Wednesday, October 3, 2007

Worth The Wait (Weight)

Veraison: (from French: Vêraison).. [ve-RAI-zon]

Technically, verasion is a term that applies to one of the periods of the ripening process when the fruit changes color. However, during this period the grower must be alert and sensitive to what is going on in the vineyard.

During the months of June and July the grape bunches and individual grapes gradually grow and develop. During this period the sugar level is about 6%. Along about the first week in August the grapes suddenly begin to accumulate sugar at a rapid rate. This period is called verasion. The individual grapes begin to turn purple for red wines or from opaque emerald green to translucent golden green for whites. And during all this the sugar level is steadily increasing moving in a matter of three to six weeks from 6% to 22 -24% sugar. This is the magic of photosynthesis. The grapes will generate about a ton of sugar per acre.

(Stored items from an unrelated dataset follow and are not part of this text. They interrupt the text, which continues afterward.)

//! Configuration types for bq-explorer

use crate::error::{Error, Result};
use serde::{Deserialize, Serialize};
use std::time::Duration;
use url::Url;

/// Largest number of pages a single auto-pagination run may request
pub const MAX_AUTO_PAGINATE_PAGES: u32 = 100;

/// Main configuration for a query session
///
/// Handed to the cache, the session, the paginator and the exporter when
/// they are constructed; nothing reads process-wide settings.
#[derive(Clone, Debug, Serialize, Deserialize)]
pub struct Config {
    /// Base URL of the backend proxy (default: "http://localhost:3000")
    #[serde(default = "default_endpoint")]
    pub endpoint: Url,

    /// Path of the single POST route serving query pages
    #[serde(default = "default_fetch_path")]
    pub fetch_path: String,

    /// Maximum number of rows the page cache holds for one query (default: 200000)
    #[serde(default = "default_row_limit")]
    pub row_limit: u64,

    /// Deadline for one page fetch (default: 15 seconds)
    #[serde(default = "default_fetch_timeout", with = "duration_serde")]
    pub fetch_timeout: Duration,

    /// Upper bound for the page count of one auto-pagination run (default: 100)
    #[serde(default = "default_max_auto_paginate_pages")]
    pub max_auto_paginate_pages: u32,

    /// Pause between CSV chunks during export (default: 10 milliseconds)
    #[serde(default = "default_export_chunk_delay", with = "duration_millis_serde")]
    pub export_chunk_delay: Duration,

    /// Maximum size of the staged CSV file in bytes (default: 100 MiB)
    #[serde(default = "default_export_quota_bytes")]
    pub export_quota_bytes: u64,
}

impl Default for Config {
    fn default() -> Self {
        Self {
            endpoint: default_endpoint(),
            fetch_path: default_fetch_path(),
            row_limit: default_row_limit(),
            fetch_timeout: default_fetch_timeout(),
            max_auto_paginate_pages: default_max_auto_paginate_pages(),
            export_chunk_delay: default_export_chunk_delay(),
            export_quota_bytes: default_export_quota_bytes(),
        }
    }
}

impl Config {
    /// Check that the settings can drive a session
    pub fn validate(&self) -> Result<()> {
        if self.row_limit == 0 {
            return Err(config_error("row limit must be positive", "row_limit"));
        }
        if self.fetch_timeout.is_zero() {
            return Err(config_error(
                "fetch timeout must be positive",
                "fetch_timeout",
            ));
        }
        if self.max_auto_paginate_pages == 0
            || self.max_auto_paginate_pages > MAX_AUTO_PAGINATE_PAGES
        {
            return Err(config_error(
                format!(
                    "auto-pagination page maximum must be between 1 and {}",
                    MAX_AUTO_PAGINATE_PAGES
                ),
                "max_auto_paginate_pages",
            ));
        }
        if self.export_quota_bytes == 0 {
            return Err(config_error(
                "export quota must be positive",
                "export_quota_bytes",
            ));
        }
        if !self.fetch_path.starts_with('/') {
            return Err(config_error(
                "fetch path must be absolute",
                "fetch_path",
            ));
        }
        Ok(())
    }
}

fn config_error(message: impl Into<String>, key: &str) -> Error {
    Error::Config {
        message: message.into(),
        key: Some(key.to_string()),
    }
}

#[allow(clippy::expect_used)]
fn default_endpoint() -> Url {
    Url::parse("http://localhost:3000").expect("static endpoint URL is valid")
}

fn default_fetch_path() -> String {
    "/api/bigquery/github/fetch/1.0".to_string()
}

fn default_row_limit() -> u64 {
    200_000
}

fn default_fetch_timeout() -> Duration {
    Duration::from_secs(15)
}

fn default_max_auto_paginate_pages() -> u32 {
    MAX_AUTO_PAGINATE_PAGES
}

fn default_export_chunk_delay() -> Duration {
    Duration::from_millis(10)
}

fn default_export_quota_bytes() -> u64 {
    100 * 1024 * 1024
}

// Duration serialization helper
mod duration_serde {
    use serde::{Deserialize, Deserializer, Serializer};
    use std::time::Duration;

    pub fn serialize<S>(duration: &Duration, serializer: S) -> Result<S::Ok, S::Error>
    where
        S: Serializer,
    {
        serializer.serialize_u64(duration.as_secs())
    }

    pub fn deserialize<'de, D>(deserializer: D) -> Result<Duration, D::Error>
    where
        D: Deserializer<'de>,
    {
        let secs = u64::deserialize(deserializer)?;
        Ok(Duration::from_secs(secs))
    }
}

// Millisecond Duration serialization helper
mod duration_millis_serde {
    use serde::{Deserialize, Deserializer, Serializer};
    use std::time::Duration;

    pub fn serialize<S>(duration: &Duration, serializer: S) -> Result<S::Ok, S::Error>
    where
        S: Serializer,
    {
        serializer.serialize_u64(duration.as_millis() as u64)
    }

    pub fn deserialize<'de, D>(deserializer: D) -> Result<Duration, D::Error>
    where
        D: Deserializer<'de>,
    {
        let millis = u64::deserialize(deserializer)?;
        Ok(Duration::from_millis(millis))
    }
}
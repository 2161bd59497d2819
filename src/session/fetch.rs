//! Single page fetch: overlap guard, timeout race and outcome handling.

use super::{MSG_NO_CONTINUATION, QuerySession};
use crate::error::{Error, MSG_CACHE_REFUSED, Result, UserError};
use crate::request::QueryRequest;
use crate::types::{Event, FetchOutcome};
use std::sync::atomic::{AtomicBool, Ordering};

const MSG_INCOMPLETE_JOB: &str =
    "Cannot cache response data (incomplete job). Please contact Support.";

/// Marks the session as having a fetch in flight until dropped
///
/// Dropping the guard, including when the fetching future itself is
/// dropped, re-opens the session for the next fetch.
pub(crate) struct InFlightGuard<'a> {
    flag: &'a AtomicBool,
}

impl<'a> InFlightGuard<'a> {
    fn acquire(flag: &'a AtomicBool) -> Option<Self> {
        flag.compare_exchange(false, true, Ordering::AcqRel, Ordering::Acquire)
            .ok()
            .map(|_| Self { flag })
    }
}

impl Drop for InFlightGuard<'_> {
    fn drop(&mut self) {
        self.flag.store(false, Ordering::Release);
    }
}

impl QuerySession {
    /// Fetch one page and add it to the cache
    ///
    /// Returns `Ok(true)` when a page was cached. On failure the cache is
    /// left untouched, the reason is recorded as the session error and
    /// broadcast as [`Event::FetchFailed`], and `Ok(false)` is returned. A
    /// call made while another fetch is in flight is rejected without any
    /// network call.
    ///
    /// Unless `new_query` is set, `request` must carry exactly the
    /// continuation pair of the last cached page; anything else is an
    /// [`Error::Internal`] and nothing is sent.
    pub async fn fetch_one_page(&self, request: &QueryRequest, new_query: bool) -> Result<bool> {
        let Some(guard) = self.try_begin_fetch() else {
            self.report_error(UserError::overlap());
            return Ok(false);
        };
        self.fetch_guarded(&guard, request, new_query).await
    }

    pub(crate) fn try_begin_fetch(&self) -> Option<InFlightGuard<'_>> {
        InFlightGuard::acquire(&self.in_flight)
    }

    pub(crate) async fn fetch_guarded(
        &self,
        _guard: &InFlightGuard<'_>,
        request: &QueryRequest,
        new_query: bool,
    ) -> Result<bool> {
        if let Err(e) = request.validate() {
            self.report_error(UserError::from(&e));
            return Ok(false);
        }

        if !new_query {
            let cache = self.cache.read().await;
            let expected = cache.last_page().and_then(|p| p.continuation());
            if expected.is_none() || request.continuation() != expected {
                tracing::error!(
                    cached_pages = cache.page_count(),
                    "continuation does not match the last cached page"
                );
                return Err(Error::Internal(MSG_NO_CONTINUATION.to_string()));
            }
        }

        self.emit(Event::FetchStarted { new_query });

        let timeout = self.config.fetch_timeout;
        let cancel = self.shutdown.child_token();

        // Whichever settles first wins; the losing call is dropped, so a late
        // response can never reach the cache.
        let outcome = tokio::select! {
            result = self.client.fetch_page(request, &cancel) => result,
            _ = tokio::time::sleep(timeout) => {
                cancel.cancel();
                tracing::warn!(timeout_secs = timeout.as_secs_f64(), "page request timed out");
                Ok(FetchOutcome::Timeout)
            }
        };

        let outcome = match outcome {
            Ok(outcome) => outcome,
            Err(Error::Cancelled) => {
                tracing::info!("page request abandoned, session shutting down");
                return Ok(false);
            }
            Err(e) => {
                self.report_error(UserError::from(&e));
                return Ok(false);
            }
        };

        match outcome {
            FetchOutcome::Success(result) => {
                self.clear_error();

                if !result.job_complete {
                    self.report_error(UserError::internal(MSG_INCOMPLETE_JOB));
                    return Ok(false);
                }

                let rows = result.rows.len();
                let total_rows = result.total_rows;
                let index = {
                    let mut cache = self.cache.write().await;
                    if !cache.add_page(result) {
                        drop(cache);
                        self.report_error(UserError::internal(MSG_CACHE_REFUSED));
                        return Ok(false);
                    }
                    cache.page_count() - 1
                };

                if new_query {
                    {
                        let mut state = self.state();
                        state.current_page = index;
                        state.last_request = Some(request.clone().without_continuation());
                    }
                    self.emit(Event::CurrentPageChanged { index });
                }

                tracing::info!(
                    page_index = index,
                    rows,
                    total_rows,
                    new_query,
                    "page fetched"
                );
                self.emit(Event::PageFetched {
                    index,
                    rows,
                    total_rows,
                });
                Ok(true)
            }
            FetchOutcome::Timeout => {
                self.report_error(UserError::timeout());
                Ok(false)
            }
            FetchOutcome::ServerError(message) => {
                self.report_error(UserError::server(message));
                Ok(false)
            }
            FetchOutcome::ProtocolError(detail) => {
                self.report_error(UserError::protocol(detail));
                Ok(false)
            }
        }
    }
}
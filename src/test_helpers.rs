//! Shared test helpers: a scripted transport and session constructors.

use crate::client::{BackendClient, Transport, TransportError};
use crate::config::Config;
use crate::request::QueryRequest;
use crate::session::QuerySession;
use async_trait::async_trait;
use chrono::NaiveDate;
use serde_json::{Value, json};
use std::collections::VecDeque;
use std::sync::{Arc, Mutex};
use std::time::Duration;
use tokio_util::sync::CancellationToken;

/// One scripted reaction of [`ScriptedTransport`]
pub(crate) enum Reply {
    /// Respond with this JSON payload
    Json(Value),
    /// Fail at the transport level
    Fail(TransportError),
    /// Respond after a delay (still honoring cancellation)
    Delayed(Duration, Value),
    /// Never respond; only cancellation ends the call
    Hang,
}

/// Transport replaying a script of replies and recording what it was sent
#[derive(Default)]
pub(crate) struct ScriptedTransport {
    replies: Mutex<VecDeque<Reply>>,
    requests: Mutex<Vec<Value>>,
    tokens: Mutex<Vec<CancellationToken>>,
}

impl ScriptedTransport {
    pub(crate) fn new(replies: Vec<Reply>) -> Arc<Self> {
        Arc::new(Self {
            replies: Mutex::new(replies.into()),
            ..Default::default()
        })
    }

    /// Request bodies received so far
    pub(crate) fn requests(&self) -> Vec<Value> {
        self.requests.lock().unwrap().clone()
    }

    /// Number of calls received so far
    pub(crate) fn calls(&self) -> usize {
        self.requests.lock().unwrap().len()
    }

    /// Cancellation tokens handed to each call
    pub(crate) fn tokens(&self) -> Vec<CancellationToken> {
        self.tokens.lock().unwrap().clone()
    }
}

#[async_trait]
impl Transport for ScriptedTransport {
    async fn send(
        &self,
        _path: &str,
        body: Value,
        cancel: &CancellationToken,
    ) -> Result<Value, TransportError> {
        self.requests.lock().unwrap().push(body);
        self.tokens.lock().unwrap().push(cancel.clone());
        let reply = self.replies.lock().unwrap().pop_front();

        match reply {
            Some(Reply::Json(value)) => Ok(value),
            Some(Reply::Fail(e)) => Err(e),
            Some(Reply::Delayed(delay, value)) => tokio::select! {
                _ = cancel.cancelled() => Err(TransportError::Cancelled),
                _ = tokio::time::sleep(delay) => Ok(value),
            },
            Some(Reply::Hang) | None => {
                cancel.cancelled().await;
                Err(TransportError::Cancelled)
            }
        }
    }
}

/// JSON payload of a successful page with `rows` rows
///
/// Rows are named `repo-<first_row + i>` so pages can be told apart.
pub(crate) fn page_json(first_row: usize, rows: usize, token: Option<&str>) -> Value {
    let rows: Vec<Value> = (first_row..first_row + rows)
        .map(|i| {
            json!({
                "DateTime": format!("2012-03-25 00:{:02}:{:02}", (i / 60) % 60, i % 60),
                "Name": format!("repo-{}", i),
                "Language": "Rust",
                "Size": i,
                "Homepage": null,
                "Login": "octocat",
                "Owner": "octo"
            })
        })
        .collect();
    let count = rows.len();

    let mut value = json!({
        "rows": rows,
        "jobComplete": true,
        "totalRows": 1458,
        "returnedRows": count,
        "totalBytesProcessed": 10_485_760
    });
    if let Some(token) = token {
        value["pageToken"] = json!(token);
        value["jobId"] = json!("job1");
    }
    value
}

pub(crate) fn day(s: &str) -> NaiveDate {
    NaiveDate::parse_from_str(s, "%Y-%m-%d").unwrap()
}

/// New-query request for one day with 100 rows per page
pub(crate) fn new_request() -> QueryRequest {
    QueryRequest::new(day("2012-03-25"), 100)
}

/// Session driven by a scripted transport
pub(crate) fn create_test_session(replies: Vec<Reply>) -> (QuerySession, Arc<ScriptedTransport>) {
    create_test_session_with(Config::default(), replies)
}

/// Session with custom configuration driven by a scripted transport
pub(crate) fn create_test_session_with(
    config: Config,
    replies: Vec<Reply>,
) -> (QuerySession, Arc<ScriptedTransport>) {
    let transport = ScriptedTransport::new(replies);
    let client = BackendClient::new(transport.clone(), config.fetch_path.clone());
    let session = QuerySession::new(config, client).unwrap();
    (session, transport)
}
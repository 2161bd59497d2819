//! Core types for bq-explorer

use crate::error::UserError;
use serde::{Deserialize, Deserializer, Serialize};

/// Column names of a result row, in CSV order
pub const COLUMNS: [&str; 7] = [
    "DateTime", "Name", "Language", "Size", "Homepage", "Login", "Owner",
];

/// One record of the GitHub activity dataset
///
/// Every column may be missing in a response; missing values render as an
/// empty string on export.
#[derive(Clone, Debug, Default, PartialEq, Eq, Serialize, Deserialize)]
#[serde(rename_all = "PascalCase")]
pub struct Row {
    /// Event timestamp, truncated to seconds
    #[serde(default)]
    pub date_time: Option<String>,
    /// Repository name
    #[serde(default)]
    pub name: Option<String>,
    /// Repository language
    #[serde(default)]
    pub language: Option<String>,
    /// Repository size (sent as a number or a string)
    #[serde(default, deserialize_with = "lenient_string")]
    pub size: Option<String>,
    /// Repository homepage
    #[serde(default)]
    pub homepage: Option<String>,
    /// Actor login
    #[serde(default)]
    pub login: Option<String>,
    /// Repository owner
    #[serde(default)]
    pub owner: Option<String>,
}

impl Row {
    /// Column values in [`COLUMNS`] order, missing values as ""
    pub fn fields(&self) -> [&str; 7] {
        [
            self.date_time.as_deref().unwrap_or(""),
            self.name.as_deref().unwrap_or(""),
            self.language.as_deref().unwrap_or(""),
            self.size.as_deref().unwrap_or(""),
            self.homepage.as_deref().unwrap_or(""),
            self.login.as_deref().unwrap_or(""),
            self.owner.as_deref().unwrap_or(""),
        ]
    }
}

/// Opaque pair of identifiers letting the backend resume a paused query
///
/// The values are passed through untouched; the pair is only ever taken
/// from the most recently cached page.
#[derive(Clone, Debug, PartialEq, Eq, Serialize, Deserialize)]
pub struct Continuation {
    /// Backend job handle
    pub job_id: String,
    /// Page token issued with the last page
    pub page_token: String,
}

/// A successful backend response as decoded from the wire
#[derive(Clone, Debug, PartialEq, Serialize, Deserialize)]
#[serde(rename_all = "camelCase")]
pub struct QueryResult {
    /// Records of this page, deduplicated by the backend
    pub rows: Vec<Row>,
    /// Whether the backend job finished
    pub job_complete: bool,
    /// Backend estimate of all matching rows
    #[serde(deserialize_with = "lenient_u64")]
    pub total_rows: u64,
    /// Rows returned before client-side trimming
    #[serde(deserialize_with = "lenient_u64")]
    pub returned_rows: u64,
    /// Bytes scanned by the backend
    #[serde(deserialize_with = "lenient_u64")]
    pub total_bytes_processed: u64,
    /// Present when more data is available
    #[serde(default, skip_serializing_if = "Option::is_none")]
    pub page_token: Option<String>,
    /// Paired with `page_token`
    #[serde(default, skip_serializing_if = "Option::is_none")]
    pub job_id: Option<String>,
}

impl QueryResult {
    /// The continuation pair carried by this result
    ///
    /// Empty strings count as absent. Returns `Err` with a description when
    /// only one half of the pair is present.
    pub fn continuation(&self) -> std::result::Result<Option<Continuation>, String> {
        let token = self.page_token.as_deref().filter(|s| !s.is_empty());
        let job = self.job_id.as_deref().filter(|s| !s.is_empty());

        match (job, token) {
            (Some(job_id), Some(page_token)) => Ok(Some(Continuation {
                job_id: job_id.to_string(),
                page_token: page_token.to_string(),
            })),
            (None, None) => Ok(None),
            (job, token) => Err(format!(
                "inconsistent pagination data: jobId {}, pageToken {}",
                if job.is_some() { "present" } else { "absent" },
                if token.is_some() { "present" } else { "absent" },
            )),
        }
    }
}

/// One fetched unit of query results held in the page cache
#[derive(Clone, Debug, PartialEq)]
pub struct Page {
    pub(crate) index: usize,
    pub(crate) rows: Vec<Row>,
    pub(crate) returned_row_count: u64,
    pub(crate) total_row_count: u64,
    pub(crate) continuation: Option<Continuation>,
}

impl Page {
    /// Zero-based position among the pages of the current query
    pub fn index(&self) -> usize {
        self.index
    }

    /// Records of this page
    pub fn rows(&self) -> &[Row] {
        &self.rows
    }

    /// Row count the backend reported for this page (display only)
    pub fn returned_row_count(&self) -> u64 {
        self.returned_row_count
    }

    /// Backend estimate of rows matching the whole query
    pub fn total_row_count(&self) -> u64 {
        self.total_row_count
    }

    /// Continuation pair, present iff more pages are known to exist
    pub fn continuation(&self) -> Option<&Continuation> {
        self.continuation.as_ref()
    }

    /// Opaque page token
    pub fn page_token(&self) -> Option<&str> {
        self.continuation.as_ref().map(|c| c.page_token.as_str())
    }

    /// Opaque job handle
    pub fn job_id(&self) -> Option<&str> {
        self.continuation.as_ref().map(|c| c.job_id.as_str())
    }

    /// Whether the backend offered another page after this one
    pub fn has_more(&self) -> bool {
        self.continuation.is_some()
    }
}

/// Classified result of one fetch attempt
#[derive(Clone, Debug, PartialEq)]
pub enum FetchOutcome {
    /// Well-formed result
    Success(QueryResult),
    /// No response before the deadline
    Timeout,
    /// Recognized failure payload (or transport failure), message as received
    ServerError(String),
    /// Unrecognized payload; detail for support
    ProtocolError(String),
}

/// How an auto-pagination run ended
#[derive(Clone, Copy, Debug, PartialEq, Eq, Serialize, Deserialize)]
#[serde(rename_all = "snake_case")]
pub enum PaginationState {
    /// All requested pages were fetched and more data remains
    Finished,
    /// The backend has no more data for this query
    FinishedAllData,
    /// A fetch failed
    Failed,
    /// Stopped by the user at an iteration boundary
    Cancelled,
}

/// Event emitted by a query session
#[derive(Clone, Debug, Serialize)]
#[serde(tag = "type", rename_all = "snake_case")]
pub enum Event {
    /// A page request was sent
    FetchStarted {
        /// Whether the request starts a new query
        new_query: bool,
    },

    /// A page was added to the cache
    PageFetched {
        /// Index of the new page
        index: usize,
        /// Rows in the new page
        rows: usize,
        /// Backend estimate of all matching rows
        total_rows: u64,
    },

    /// A fetch failed; the error is the session's current error state
    FetchFailed {
        /// What to show the user
        error: UserError,
    },

    /// The displayed error was cleared
    ErrorCleared,

    /// The page shown to the user changed
    CurrentPageChanged {
        /// New current page index
        index: usize,
    },

    /// Auto-pagination progress
    PaginationProgress {
        /// Percentage of requested pages fetched (0 to 100)
        percent: u8,
    },

    /// Auto-pagination ended
    PaginationFinished {
        /// Terminal state
        state: PaginationState,
        /// Pages fetched in this run
        pages_fetched: u32,
    },

    /// CSV export progress
    ExportProgress {
        /// Percentage of pages written (0 to 100)
        percent: u8,
    },
}

fn lenient_u64<'de, D>(deserializer: D) -> std::result::Result<u64, D::Error>
where
    D: Deserializer<'de>,
{
    #[derive(Deserialize)]
    #[serde(untagged)]
    enum NumberOrString {
        Number(u64),
        String(String),
    }

    match NumberOrString::deserialize(deserializer)? {
        NumberOrString::Number(n) => Ok(n),
        NumberOrString::String(s) => s.trim().parse().map_err(serde::de::Error::custom),
    }
}

fn lenient_string<'de, D>(deserializer: D) -> std::result::Result<Option<String>, D::Error>
where
    D: Deserializer<'de>,
{
    let value = Option::<serde_json::Value>::deserialize(deserializer)?;
    Ok(match value {
        None | Some(serde_json::Value::Null) => None,
        Some(serde_json::Value::String(s)) => Some(s),
        Some(other) => Some(other.to_string()),
    })
}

This is a critical and very stressful time for vintners. Weather wise, the grapes need warm days with temperatures between 85 and 95 degrees and no rain. Nighttime temperatures should be 65 - 75 degrees. And the irrigation regime has to be carefully controlled. Too much water can pump up the grape bunches with excess moisture and maybe even cause the vines to start growing new leaves and shots. Too little water can cause defoliation, wilting causing the vine to stop producing sugar. Sudden hot spells or cold foggy days can cause serious problems for the ripening bunches.

This is the current stage for the grapes that are making up the Napa Vayniac Cabernet Sauvignon. There has been a cool, wet spell that has increased the "hang time" which could result in great flavor concentration. It will also allow the grape seed to ripen from green to brown. For winemakers pursuing longer hang time has it pros and cons. The longer the grape is on the vine, the riper the tannins (astringent components in the skin, seeds and stems) become and the wines are softer and more lush and smooth. However, the grapes lose moisture (weight) as they become concentrated and this can mean a loss of profit as the growers are paid by tonnage. Also, overripe fruit loses the acidity it needs to bottle age and the wine will taste "flabby".

What constitutes full development/potential? For most of us, the results are worth the wait.